# Assigned task
Return every line of the records that includes the string "LocInfo".

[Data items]
----------
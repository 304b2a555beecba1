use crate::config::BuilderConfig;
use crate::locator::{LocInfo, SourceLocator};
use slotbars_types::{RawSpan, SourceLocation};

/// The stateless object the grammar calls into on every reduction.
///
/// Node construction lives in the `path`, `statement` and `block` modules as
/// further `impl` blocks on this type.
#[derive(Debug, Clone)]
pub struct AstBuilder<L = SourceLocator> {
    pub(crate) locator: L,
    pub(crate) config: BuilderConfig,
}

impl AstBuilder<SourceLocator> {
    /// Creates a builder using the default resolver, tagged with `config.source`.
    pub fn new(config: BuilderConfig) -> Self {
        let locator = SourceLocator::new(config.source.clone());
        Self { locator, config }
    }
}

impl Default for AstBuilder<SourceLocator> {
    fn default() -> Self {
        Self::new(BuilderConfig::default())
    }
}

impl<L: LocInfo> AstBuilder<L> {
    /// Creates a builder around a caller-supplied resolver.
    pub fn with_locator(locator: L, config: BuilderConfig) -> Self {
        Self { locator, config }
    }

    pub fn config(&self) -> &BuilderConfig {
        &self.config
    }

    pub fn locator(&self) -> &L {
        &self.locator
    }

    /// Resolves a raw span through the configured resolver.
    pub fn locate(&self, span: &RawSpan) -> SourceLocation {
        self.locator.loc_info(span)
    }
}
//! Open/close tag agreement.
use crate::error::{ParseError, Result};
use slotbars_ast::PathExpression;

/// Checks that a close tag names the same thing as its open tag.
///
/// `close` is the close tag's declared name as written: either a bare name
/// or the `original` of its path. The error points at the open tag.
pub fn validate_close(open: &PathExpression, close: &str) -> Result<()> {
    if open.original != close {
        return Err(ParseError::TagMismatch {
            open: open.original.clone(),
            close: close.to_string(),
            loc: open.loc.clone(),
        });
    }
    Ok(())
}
----------
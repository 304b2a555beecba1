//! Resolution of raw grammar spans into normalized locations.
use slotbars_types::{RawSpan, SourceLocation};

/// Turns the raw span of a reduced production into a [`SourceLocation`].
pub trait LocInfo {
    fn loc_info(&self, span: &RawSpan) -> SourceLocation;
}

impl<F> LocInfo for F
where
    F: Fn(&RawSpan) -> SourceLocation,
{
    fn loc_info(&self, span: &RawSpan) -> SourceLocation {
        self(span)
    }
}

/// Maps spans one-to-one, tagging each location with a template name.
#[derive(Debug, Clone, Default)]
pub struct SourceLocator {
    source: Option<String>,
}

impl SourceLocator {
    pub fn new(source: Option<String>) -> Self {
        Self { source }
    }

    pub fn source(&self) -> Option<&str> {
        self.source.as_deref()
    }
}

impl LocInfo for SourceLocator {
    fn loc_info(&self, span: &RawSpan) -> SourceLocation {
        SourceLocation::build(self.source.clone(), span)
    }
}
----------
# The completed task
use crate::locator::{LocInfo, SourceLocator};
impl<L: LocInfo> AstBuilder<L> {
pub trait LocInfo {
impl<F> LocInfo for F
impl LocInfo for SourceLocator {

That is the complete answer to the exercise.